Though keep an eye out for us at BMES... we just found coding for direction and velocity, and it is scalar. :D Oh yeah, anyone have any questions?

Re:Connection?

[SkyFire360]

Anyone who's doing BME research runs into ethical issues, and our lab is no exception. Ethically we cannot implant electrodes into a perfectly healthy human in vitro. The risks of risks far outweigh the benefits. However if we can help epileptic patients while doing research, we can aid in the healing of the patient while getting data at the same time.

Re:Did they figure it out, or did he?

[SkyFire360]

Hi!

We used the program BCI2000 for this task. This program allows us to sample 16 specific electrodes at a rate of 1200 hz, attaining frequencies up to 600hz. By reading data from calibration tests, we can then select the best electrodes that have the highest r^2 value for use with controlling it. I believe we're currently using a form of ICA for the signal analisys and we may move to something mroe complicated in the near future, but I'm the programmer on the team and not the electrical engineer. :)

minor point of accuracy

[weisen]

This is not measuring the action potential caused by the firing of a single neuron, as the writeup seems to indicate. This is measuring the aggregate signal from tens of thousands of neurons. The typical recording grid is a flexible material (silicone?) with a grid of circular electrodes about 5mm in diameter. The surgeon can place the grid on the cortical surface or cut off a strip and push it into a sulcus. Clearly not a single-cell recording.

Not a good solution.

[raehl]

The computing power of a Beowulf Cluster of teens, where T is the power of one teen and n is the number of teens in the network, is T^(1/n).

Even worse, if you connect your cluster to the internet, the effective computing power becomes T^(1/n)/B, where B is the bandwidth of the connection.

There is a special exception to this, however, that takes into account the Mischief Coefficient. For any problem, P, with a fractional mischief component of M, the expected power becomes T^(1/(1-M)n).

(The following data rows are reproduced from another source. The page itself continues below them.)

use crate::error::CoinError;
use rust_decimal::Decimal;
use serde::{Deserialize, Serialize};
use std::fmt;
use std::ops::{Add, AddAssign, Neg, Sub, SubAssign};

/// A coin balance derived from the transaction history.
///
/// Balances are never stored; they are recomputed by folding the ledger,
/// so this type only carries arithmetic.
#[derive(Debug, Clone, Copy, PartialEq, Eq, PartialOrd, Ord, Default, Serialize, Deserialize)]
#[serde(transparent)]
pub struct Balance(pub Decimal);

/// A strictly positive amount moved by a mint or transfer.
///
/// Deserialization goes through [`Amount::new`], so a persisted record with a
/// non-positive amount is rejected on load.
#[derive(Debug, Clone, Copy, PartialEq, Eq, PartialOrd, Ord, Serialize, Deserialize)]
#[serde(try_from = "Decimal", into = "Decimal")]
pub struct Amount(Decimal);

impl Amount {
    pub fn new(value: Decimal) -> Result<Self, CoinError> {
        if value > Decimal::ZERO {
            Ok(Self(value))
        } else {
            Err(CoinError::InvalidAmount(value))
        }
    }

    pub fn value(&self) -> Decimal {
        self.0
    }

    /// Takes a stored block amount as-is. Only chain loading uses this;
    /// `verify_chain` flags the result if it is not positive.
    pub(crate) fn from_sealed(value: Decimal) -> Self {
        Self(value)
    }

    pub fn is_positive(&self) -> bool {
        self.0 > Decimal::ZERO
    }
}

impl TryFrom<Decimal> for Amount {
    type Error = CoinError;

    fn try_from(value: Decimal) -> Result<Self, Self::Error> {
        Self::new(value)
    }
}

impl From<Amount> for Decimal {
    fn from(amount: Amount) -> Self {
        amount.0
    }
}

impl From<Amount> for Balance {
    fn from(amount: Amount) -> Self {
        Self(amount.0)
    }
}

impl fmt::Display for Amount {
    fn fmt(&self, f: &mut fmt::Formatter<'_>) -> fmt::Result {
        self.0.normalize().fmt(f)
    }
}

impl Balance {
    pub const ZERO: Self = Self(Decimal::ZERO);

    pub fn new(amount: Decimal) -> Self {
        Self(amount)
    }

    pub fn value(&self) -> Decimal {
        self.0
    }

    /// Whether this balance can cover `amount`.
    pub fn covers(&self, amount: Amount) -> bool {
        self.0 >= amount.0
    }
}

impl fmt::Display for Balance {
    fn fmt(&self, f: &mut fmt::Formatter<'_>) -> fmt::Result {
        self.0.normalize().fmt(f)
    }
}

impl Add for Balance {
    type Output = Self;
    fn add(self, rhs: Self) -> Self::Output {
        Self(self.0 + rhs.0)
    }
}

impl Sub for Balance {
    type Output = Self;
    fn sub(self, rhs: Self) -> Self::Output {
        Self(self.0 - rhs.0)
    }
}

impl Neg for Balance {
    type Output = Self;
    fn neg(self) -> Self::Output {
        Self(-self.0)
    }
}

impl AddAssign for Balance {
    fn add_assign(&mut self, rhs: Self) {
        self.0 += rhs.0;
    }
}

impl SubAssign for Balance {
    fn sub_assign(&mut self, rhs: Self) {
        self.0 -= rhs.0;
    }
}

impl std::iter::Sum for Balance {
    fn sum<I: Iterator<Item = Self>>(iter: I) -> Self {
        iter.fold(Balance::ZERO, Add::add)
    }
}
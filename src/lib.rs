//! Coin balances derived from an append-only ledger, sealed into a
//! proof-of-work hash chain.

pub mod application;
pub mod config;
pub mod domain;
pub mod error;
pub mod infrastructure;
pub mod interfaces;
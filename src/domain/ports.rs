use super::block::Block;
use super::transaction::Transaction;
use super::user::{User, UserId};
use crate::error::Result;
use async_trait::async_trait;

/// Registry of known identities. A wallet exists iff its user exists.
#[async_trait]
pub trait UserRegistry: Send + Sync {
    async fn exists(&self, user_id: &UserId) -> Result<bool>;
    /// Fails with `AlreadyExists` if the identity is taken.
    async fn register(&self, user_id: &UserId) -> Result<User>;
    async fn all_users(&self) -> Result<Vec<User>>;
}

/// Append-only, ordered transaction log. An `Ok` from `append_transaction`
/// means the record is durable.
#[async_trait]
pub trait TransactionLog: Send + Sync {
    async fn append_transaction(&self, tx: &Transaction) -> Result<()>;
    async fn list_transactions(&self) -> Result<Vec<Transaction>>;
}

#[async_trait]
pub trait ChainStore: Send + Sync {
    /// Returns an empty vector when nothing was persisted yet.
    async fn load_chain(&self) -> Result<Vec<Block>>;
    async fn save_chain(&self, chain: &[Block]) -> Result<()>;
}

pub type UserRegistryBox = Box<dyn UserRegistry>;
pub type TransactionLogBox = Box<dyn TransactionLog>;
pub type ChainStoreBox = Box<dyn ChainStore>;
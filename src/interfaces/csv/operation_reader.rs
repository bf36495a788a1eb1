use crate::domain::user::UserId;
use crate::error::{CoinError, Result};
use rust_decimal::Decimal;
use serde::Deserialize;
use std::io::Read;

#[derive(Debug, Deserialize, PartialEq, Clone, Copy)]
#[serde(rename_all = "lowercase")]
pub enum OperationType {
    Mint,
    Transfer,
}

/// One raw CSV row: `type, from, to, amount, description`.
#[derive(Debug, Deserialize, PartialEq, Clone)]
pub struct OperationRecord {
    pub r#type: OperationType,
    pub from: Option<String>,
    pub to: String,
    pub amount: Decimal,
    #[serde(default)]
    pub description: Option<String>,
}

/// A validated ledger operation ready to hand to the engine.
#[derive(Debug, PartialEq, Clone)]
pub enum Operation {
    Mint {
        to: UserId,
        amount: Decimal,
        description: String,
    },
    Transfer {
        from: UserId,
        to: UserId,
        amount: Decimal,
        description: String,
    },
}

impl Operation {
    /// Identities the operation references.
    pub fn parties(&self) -> Vec<&UserId> {
        match self {
            Operation::Mint { to, .. } => vec![to],
            Operation::Transfer { from, to, .. } => vec![from, to],
        }
    }
}

impl TryFrom<OperationRecord> for Operation {
    type Error = CoinError;

    fn try_from(record: OperationRecord) -> Result<Self> {
        let description = record.description.unwrap_or_default();
        match record.r#type {
            OperationType::Mint => Ok(Operation::Mint {
                to: record.to.into(),
                amount: record.amount,
                description,
            }),
            OperationType::Transfer => {
                let from = record
                    .from
                    .filter(|f| !f.is_empty())
                    .ok_or_else(|| CoinError::InvalidRecord("transfer missing sender".into()))?;
                Ok(Operation::Transfer {
                    from: from.into(),
                    to: record.to.into(),
                    amount: record.amount,
                    description,
                })
            }
        }
    }
}

/// Reads ledger operations from a CSV source.
///
/// Wraps `csv::Reader` with whitespace trimming and flexible record lengths,
/// and yields one `Result<Operation>` per row so a bad row never stops the
/// stream.
pub struct OperationReader<R: Read> {
    reader: csv::Reader<R>,
}

impl<R: Read> OperationReader<R> {
    pub fn new(source: R) -> Self {
        let reader = csv::ReaderBuilder::new()
            .trim(csv::Trim::All)
            .flexible(true)
            .from_reader(source);
        Self { reader }
    }

    /// Lazily reads and validates operations.
    pub fn operations(self) -> impl Iterator<Item = Result<Operation>> {
        self.reader
            .into_deserialize::<OperationRecord>()
            .map(|result| result.map_err(CoinError::from).and_then(Operation::try_from))
    }
}

#[cfg(test)]
mod tests {
    use super::*;
    use rust_decimal_macros::dec;

    #[test]
    fn test_reader_valid_stream() {
        let data = "type, from, to, amount, description\n\
                    mint, , alice, 1000, welcome\n\
                    transfer, alice, bob, 250.5, lunch";
        let reader = OperationReader::new(data.as_bytes());
        let results: Vec<Result<Operation>> = reader.operations().collect();

        assert_eq!(results.len(), 2);
        assert_eq!(
            results[0].as_ref().unwrap(),
            &Operation::Mint {
                to: "alice".into(),
                amount: dec!(1000),
                description: "welcome".into(),
            }
        );
        assert_eq!(
            results[1].as_ref().unwrap(),
            &Operation::Transfer {
                from: "alice".into(),
                to: "bob".into(),
                amount: dec!(250.5),
                description: "lunch".into(),
            }
        );
    }

    #[test]
    fn test_reader_description_is_optional() {
        let data = "type, from, to, amount\nmint, , alice, 5";
        let reader = OperationReader::new(data.as_bytes());
        let op = reader.operations().next().unwrap().unwrap();
        assert!(matches!(op, Operation::Mint { description, .. } if description.is_empty()));
    }

    #[test]
    fn test_reader_malformed_lines() {
        let data = "type, from, to, amount, description\n\
                    burn, alice, bob, 1, x\n\
                    transfer, , bob, 1, x\n\
                    mint, , alice, lots, x";
        let reader = OperationReader::new(data.as_bytes());
        let results: Vec<Result<Operation>> = reader.operations().collect();

        assert!(matches!(results[0], Err(CoinError::Csv(_))));
        assert!(matches!(results[1], Err(CoinError::InvalidRecord(_))));
        assert!(matches!(results[2], Err(CoinError::Csv(_))));
    }

    #[test]
    fn test_parties() {
        let op = Operation::Transfer {
            from: "alice".into(),
            to: "bob".into(),
            amount: dec!(1),
            description: String::new(),
        };
        assert_eq!(op.parties().len(), 2);
    }
}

As we can see, for any problem with a Mischief Component of 1, the power of the cluster becomes infinite. In fact, using my Beowulf Cluster of Teens, I was able to determine that the more teens you have, the more infinite their power gets. For example, according to my BCoT, if you have 100 teens, your cluster would be 10 times more infinitely powerful than an infinitely powerful cluster of only 10 teens.

Re:So what.

[Anonymous Coward]

I agree, this article is really old news. I worked on an undergraduate project two years ago as a freshman at the Johns Hopkins Biomedical Engineering department that aimed to use EEG signals as a form of non-invasive computer input device (EEG Keyboard). At that time, we had already seen a lot of demonstrations where games were played using implanted electrodes. They were far more impressive than this game.

By the way, using EEG's is definitely possible. We managed to get usable signals from only 8 (full EEG setups usually have 256, 512, etc) EEG channels by using independent component analysis and principal component analysis to filter out the skull's dampening effect and the much stronger electrical signals that come from muscle movement (e.g. blinking). This allowed the user to type characters displayed on screen. Oh yea, I had to wear a tinfoil hat to help eliminate E-M interference and alien brain control waves from contaminating the data stream.

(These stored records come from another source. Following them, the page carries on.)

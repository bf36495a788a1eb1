use crate::domain::user::UserId;
use miette::Diagnostic;
use rust_decimal::Decimal;
use thiserror::Error;

/// Errors surfaced by the ledger and chain engines and their stores.
///
/// Every validation failure is raised before anything is written, so a
/// caller receiving an error can assume the engine state is unchanged.
#[derive(Error, Diagnostic, Debug)]
pub enum CoinError {
    #[error("Amount must be positive, got {0}")]
    #[diagnostic(code(karmakoin::invalid_amount))]
    InvalidAmount(Decimal),

    #[error("User does not exist: {0}")]
    #[diagnostic(
        code(karmakoin::unknown_user),
        help("register the identity before minting or transferring")
    )]
    UnknownUser(UserId),

    #[error("User already exists: {0}")]
    #[diagnostic(code(karmakoin::already_exists))]
    AlreadyExists(UserId),

    #[error("Identity {0} is reserved and cannot hold a wallet")]
    #[diagnostic(code(karmakoin::reserved_identity))]
    ReservedIdentity(UserId),

    #[error("Insufficient balance for {user}: has {balance}, requested {requested}")]
    #[diagnostic(code(karmakoin::insufficient_balance))]
    InsufficientBalance {
        user: UserId,
        balance: Decimal,
        requested: Decimal,
    },

    #[error("Chain corrupted at block {index}")]
    #[diagnostic(code(karmakoin::chain_corrupted))]
    ChainCorrupted { index: u64 },

    #[error("Persistence failure: {0}")]
    #[diagnostic(code(karmakoin::persistence))]
    PersistenceFailure(#[source] Box<dyn std::error::Error + Send + Sync>),

    #[error("Invalid operation record: {0}")]
    #[diagnostic(code(karmakoin::invalid_record))]
    InvalidRecord(String),

    #[error("CSV error: {0}")]
    #[diagnostic(code(karmakoin::csv))]
    Csv(#[from] csv::Error),

    #[error("Seal worker failed: {0}")]
    #[diagnostic(code(karmakoin::seal_worker))]
    SealWorker(#[from] tokio::task::JoinError),
}

impl CoinError {
    pub fn persistence<E>(err: E) -> Self
    where
        E: Into<Box<dyn std::error::Error + Send + Sync>>,
    {
        CoinError::PersistenceFailure(err.into())
    }
}

impl From<std::io::Error> for CoinError {
    fn from(err: std::io::Error) -> Self {
        CoinError::persistence(err)
    }
}

impl From<serde_json::Error> for CoinError {
    fn from(err: serde_json::Error) -> Self {
        CoinError::persistence(err)
    }
}

impl From<tempfile::PersistError> for CoinError {
    fn from(err: tempfile::PersistError) -> Self {
        CoinError::persistence(err.error)
    }
}

#[cfg(feature = "storage-rocksdb")]
impl From<rocksdb::Error> for CoinError {
    fn from(err: rocksdb::Error) -> Self {
        CoinError::persistence(err)
    }
}

pub type Result<T> = std::result::Result<T, CoinError>;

Now, playing a game like this is much easier than typing. We adapted our program to allow users to play pong WITHOUT getting an electrode implanted in the brain by measuring singals from the motor imagery part of the brain, which is much simpler than the ERP's and VEP's we were dealing with for the keyboard. I assume they also used the motor imagery part of the brain. That's why you see the guy moving his fingers (he's not supposed to).

The idea is, your imagine yourself moving a body part. The algorithm picks this up and moves the cursor. Now, your brain notices the correlation between the imagined movement and the movement on screen, and through brain plasticity, learns to associate the movement with some pattern of neurons firing. The signals actually INCREASE in strength as the user becomes more experienced with the device. In the end, you can control the cursor almost like it's a phantom limb.